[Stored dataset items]
━━━━━━━━━━━━━━━━━━━━━━━━━━━━━━
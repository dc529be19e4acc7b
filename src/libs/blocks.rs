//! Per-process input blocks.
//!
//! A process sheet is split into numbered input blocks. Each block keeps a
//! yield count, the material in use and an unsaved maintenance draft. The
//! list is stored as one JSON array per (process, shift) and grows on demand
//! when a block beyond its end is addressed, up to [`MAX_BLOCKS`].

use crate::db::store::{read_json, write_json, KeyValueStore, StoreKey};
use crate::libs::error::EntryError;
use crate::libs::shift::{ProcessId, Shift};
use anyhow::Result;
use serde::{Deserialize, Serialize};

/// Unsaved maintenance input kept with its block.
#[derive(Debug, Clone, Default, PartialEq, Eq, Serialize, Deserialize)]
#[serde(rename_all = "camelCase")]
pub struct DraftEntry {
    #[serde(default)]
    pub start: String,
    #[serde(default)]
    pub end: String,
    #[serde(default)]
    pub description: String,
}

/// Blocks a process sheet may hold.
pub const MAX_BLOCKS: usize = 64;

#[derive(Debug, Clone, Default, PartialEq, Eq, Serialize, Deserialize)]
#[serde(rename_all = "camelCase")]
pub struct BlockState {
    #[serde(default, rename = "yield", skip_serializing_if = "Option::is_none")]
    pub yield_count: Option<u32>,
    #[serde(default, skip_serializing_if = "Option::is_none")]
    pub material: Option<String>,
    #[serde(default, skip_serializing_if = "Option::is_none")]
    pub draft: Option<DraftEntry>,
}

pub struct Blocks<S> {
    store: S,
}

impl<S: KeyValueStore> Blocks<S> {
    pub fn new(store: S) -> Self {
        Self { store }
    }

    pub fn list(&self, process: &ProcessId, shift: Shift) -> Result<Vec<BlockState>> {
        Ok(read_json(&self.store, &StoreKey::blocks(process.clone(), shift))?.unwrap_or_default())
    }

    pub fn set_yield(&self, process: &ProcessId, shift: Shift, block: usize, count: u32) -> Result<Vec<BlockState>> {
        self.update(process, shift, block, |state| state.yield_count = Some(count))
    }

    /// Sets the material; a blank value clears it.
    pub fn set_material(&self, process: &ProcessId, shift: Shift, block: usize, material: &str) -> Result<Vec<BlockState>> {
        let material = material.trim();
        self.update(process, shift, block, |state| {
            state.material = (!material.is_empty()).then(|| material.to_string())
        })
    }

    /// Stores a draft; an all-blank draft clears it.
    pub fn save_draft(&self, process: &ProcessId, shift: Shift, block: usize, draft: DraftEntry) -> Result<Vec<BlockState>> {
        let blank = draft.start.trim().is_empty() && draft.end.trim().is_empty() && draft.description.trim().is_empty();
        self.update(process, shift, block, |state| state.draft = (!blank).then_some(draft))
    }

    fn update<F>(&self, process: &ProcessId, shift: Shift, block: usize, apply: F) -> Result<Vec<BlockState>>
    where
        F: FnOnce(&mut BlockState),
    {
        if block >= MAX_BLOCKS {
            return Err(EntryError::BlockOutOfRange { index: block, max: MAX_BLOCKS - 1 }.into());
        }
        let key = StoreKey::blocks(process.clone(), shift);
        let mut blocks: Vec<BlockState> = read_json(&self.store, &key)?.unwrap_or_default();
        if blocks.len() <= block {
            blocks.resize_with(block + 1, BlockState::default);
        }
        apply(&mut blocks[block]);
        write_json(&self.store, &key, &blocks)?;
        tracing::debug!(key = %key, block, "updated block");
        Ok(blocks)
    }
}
━━━━━━━━━━━━━━━━━━━━━━━━━━━━━━
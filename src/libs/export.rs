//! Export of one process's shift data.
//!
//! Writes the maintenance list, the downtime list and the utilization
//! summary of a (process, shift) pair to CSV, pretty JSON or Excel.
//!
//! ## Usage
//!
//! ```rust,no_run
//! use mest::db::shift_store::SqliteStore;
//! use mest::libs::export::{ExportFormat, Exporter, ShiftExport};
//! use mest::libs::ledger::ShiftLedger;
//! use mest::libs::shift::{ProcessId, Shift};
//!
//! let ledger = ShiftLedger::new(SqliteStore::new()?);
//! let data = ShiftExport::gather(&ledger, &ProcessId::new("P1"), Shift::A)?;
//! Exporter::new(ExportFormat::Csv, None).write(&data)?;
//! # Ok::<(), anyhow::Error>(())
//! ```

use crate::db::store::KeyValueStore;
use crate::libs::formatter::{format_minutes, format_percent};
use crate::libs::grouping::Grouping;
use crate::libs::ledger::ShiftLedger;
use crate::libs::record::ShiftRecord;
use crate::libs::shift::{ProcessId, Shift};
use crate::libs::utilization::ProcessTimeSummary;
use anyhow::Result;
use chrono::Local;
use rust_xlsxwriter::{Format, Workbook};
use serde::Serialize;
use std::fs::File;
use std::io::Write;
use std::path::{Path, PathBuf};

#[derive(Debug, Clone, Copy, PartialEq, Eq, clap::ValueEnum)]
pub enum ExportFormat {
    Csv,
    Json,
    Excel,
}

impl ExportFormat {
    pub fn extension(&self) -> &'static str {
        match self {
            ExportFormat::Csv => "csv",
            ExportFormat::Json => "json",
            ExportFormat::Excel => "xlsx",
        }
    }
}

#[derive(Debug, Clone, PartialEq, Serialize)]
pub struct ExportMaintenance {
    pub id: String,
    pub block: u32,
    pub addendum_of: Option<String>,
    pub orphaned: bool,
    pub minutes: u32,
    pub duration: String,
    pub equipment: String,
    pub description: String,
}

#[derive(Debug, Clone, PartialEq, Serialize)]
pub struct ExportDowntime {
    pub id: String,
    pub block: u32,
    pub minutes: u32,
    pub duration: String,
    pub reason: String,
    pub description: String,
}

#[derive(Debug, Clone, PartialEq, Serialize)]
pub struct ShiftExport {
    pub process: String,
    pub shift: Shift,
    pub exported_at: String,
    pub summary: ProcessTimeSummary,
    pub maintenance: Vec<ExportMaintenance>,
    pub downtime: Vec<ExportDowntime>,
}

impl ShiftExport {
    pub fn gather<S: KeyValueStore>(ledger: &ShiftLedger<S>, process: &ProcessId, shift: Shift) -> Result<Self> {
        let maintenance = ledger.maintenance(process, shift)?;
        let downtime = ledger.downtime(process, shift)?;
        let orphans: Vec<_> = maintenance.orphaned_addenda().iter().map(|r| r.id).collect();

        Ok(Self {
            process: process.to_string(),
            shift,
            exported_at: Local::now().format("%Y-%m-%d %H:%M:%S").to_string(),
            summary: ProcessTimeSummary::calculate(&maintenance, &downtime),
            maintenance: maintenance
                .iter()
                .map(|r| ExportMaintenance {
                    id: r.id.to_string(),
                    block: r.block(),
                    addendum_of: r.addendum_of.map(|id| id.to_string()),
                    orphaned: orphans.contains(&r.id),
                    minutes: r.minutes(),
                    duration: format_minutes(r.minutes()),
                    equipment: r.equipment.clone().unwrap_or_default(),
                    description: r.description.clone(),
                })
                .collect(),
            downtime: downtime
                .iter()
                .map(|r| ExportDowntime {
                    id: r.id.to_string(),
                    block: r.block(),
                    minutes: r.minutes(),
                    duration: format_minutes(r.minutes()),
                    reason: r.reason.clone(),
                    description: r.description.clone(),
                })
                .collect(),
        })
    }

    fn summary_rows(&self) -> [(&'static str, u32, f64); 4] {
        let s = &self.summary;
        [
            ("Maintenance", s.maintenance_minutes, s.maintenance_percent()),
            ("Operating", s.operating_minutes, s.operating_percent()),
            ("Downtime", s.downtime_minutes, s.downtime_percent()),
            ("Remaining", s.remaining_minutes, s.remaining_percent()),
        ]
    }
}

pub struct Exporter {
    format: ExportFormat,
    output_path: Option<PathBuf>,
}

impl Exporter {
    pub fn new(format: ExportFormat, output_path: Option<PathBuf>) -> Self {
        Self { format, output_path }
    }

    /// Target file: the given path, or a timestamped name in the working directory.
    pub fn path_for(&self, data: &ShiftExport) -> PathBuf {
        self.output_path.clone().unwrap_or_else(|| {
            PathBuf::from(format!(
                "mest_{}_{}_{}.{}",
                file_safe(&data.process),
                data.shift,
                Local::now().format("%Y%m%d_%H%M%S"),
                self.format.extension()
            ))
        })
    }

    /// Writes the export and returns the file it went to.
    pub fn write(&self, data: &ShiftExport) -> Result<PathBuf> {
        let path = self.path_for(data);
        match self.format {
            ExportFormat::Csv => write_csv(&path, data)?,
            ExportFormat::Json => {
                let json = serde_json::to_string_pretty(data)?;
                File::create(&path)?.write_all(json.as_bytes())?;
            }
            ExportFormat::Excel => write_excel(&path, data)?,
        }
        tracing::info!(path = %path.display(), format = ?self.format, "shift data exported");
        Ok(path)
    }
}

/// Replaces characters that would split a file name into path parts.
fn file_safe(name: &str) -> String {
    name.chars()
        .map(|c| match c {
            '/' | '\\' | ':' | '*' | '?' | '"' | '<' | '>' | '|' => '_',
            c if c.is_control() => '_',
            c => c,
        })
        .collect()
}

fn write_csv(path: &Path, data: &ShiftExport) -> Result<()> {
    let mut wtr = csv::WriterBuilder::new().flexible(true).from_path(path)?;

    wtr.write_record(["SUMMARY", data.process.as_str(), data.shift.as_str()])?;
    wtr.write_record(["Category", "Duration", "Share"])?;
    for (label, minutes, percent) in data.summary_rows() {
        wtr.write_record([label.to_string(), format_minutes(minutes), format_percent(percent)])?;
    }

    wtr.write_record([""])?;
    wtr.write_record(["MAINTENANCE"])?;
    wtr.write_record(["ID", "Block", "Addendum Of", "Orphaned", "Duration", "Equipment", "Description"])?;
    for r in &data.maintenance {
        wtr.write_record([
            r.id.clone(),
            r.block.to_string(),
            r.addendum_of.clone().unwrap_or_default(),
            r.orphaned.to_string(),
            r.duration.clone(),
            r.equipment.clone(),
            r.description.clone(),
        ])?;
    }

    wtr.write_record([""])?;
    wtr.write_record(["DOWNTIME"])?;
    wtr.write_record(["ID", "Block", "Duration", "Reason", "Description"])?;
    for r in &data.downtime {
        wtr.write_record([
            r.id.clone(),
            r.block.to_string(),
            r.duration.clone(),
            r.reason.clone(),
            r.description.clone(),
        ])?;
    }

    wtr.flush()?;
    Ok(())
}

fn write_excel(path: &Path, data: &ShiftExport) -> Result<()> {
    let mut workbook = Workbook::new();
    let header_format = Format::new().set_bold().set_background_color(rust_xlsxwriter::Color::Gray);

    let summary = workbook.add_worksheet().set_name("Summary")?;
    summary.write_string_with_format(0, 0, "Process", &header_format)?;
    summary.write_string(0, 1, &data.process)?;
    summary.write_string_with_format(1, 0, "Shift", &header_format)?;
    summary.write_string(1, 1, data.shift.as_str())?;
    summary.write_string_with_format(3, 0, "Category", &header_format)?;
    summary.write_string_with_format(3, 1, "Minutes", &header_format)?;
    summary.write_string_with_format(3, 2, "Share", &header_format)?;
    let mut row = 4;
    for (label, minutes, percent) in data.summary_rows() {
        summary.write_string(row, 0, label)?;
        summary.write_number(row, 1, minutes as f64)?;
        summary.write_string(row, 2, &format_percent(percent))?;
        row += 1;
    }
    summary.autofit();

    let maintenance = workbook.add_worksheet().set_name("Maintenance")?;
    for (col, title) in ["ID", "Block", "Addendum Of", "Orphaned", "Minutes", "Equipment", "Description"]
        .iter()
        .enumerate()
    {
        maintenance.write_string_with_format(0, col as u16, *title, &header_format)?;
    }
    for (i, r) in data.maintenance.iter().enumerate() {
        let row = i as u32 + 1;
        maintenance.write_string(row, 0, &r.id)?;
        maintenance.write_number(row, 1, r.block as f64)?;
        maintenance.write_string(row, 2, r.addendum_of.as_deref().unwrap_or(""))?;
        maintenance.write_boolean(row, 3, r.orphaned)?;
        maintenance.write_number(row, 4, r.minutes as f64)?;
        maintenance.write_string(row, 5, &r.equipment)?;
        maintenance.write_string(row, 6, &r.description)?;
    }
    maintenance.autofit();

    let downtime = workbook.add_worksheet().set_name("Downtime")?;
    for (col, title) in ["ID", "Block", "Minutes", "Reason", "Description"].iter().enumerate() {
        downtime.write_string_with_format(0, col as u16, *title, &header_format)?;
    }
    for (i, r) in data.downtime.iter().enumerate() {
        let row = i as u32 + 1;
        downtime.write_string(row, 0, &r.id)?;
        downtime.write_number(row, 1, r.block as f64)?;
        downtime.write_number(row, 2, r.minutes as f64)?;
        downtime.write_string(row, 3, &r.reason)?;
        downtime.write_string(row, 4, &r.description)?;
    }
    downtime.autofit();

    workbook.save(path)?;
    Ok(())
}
━━━━━━━━━━━━━━━━━━━━━━━━━━━━━━
THE TASK: The lines above starting at the one that contains "repository dc529be19e4acc7b" and ending at the one that contains "grows on demand" must be transcribed exactly, and no other lines may appear.

TASK SOLUTION:
repository dc529be19e4acc7b
filename src/libs/blocks.rs
//! Per-process input blocks.
//!
//! A process sheet is split into numbered input blocks. Each block keeps a
//! yield count, the material in use and an unsaved maintenance draft. The
//! list is stored as one JSON array per (process, shift) and grows on demand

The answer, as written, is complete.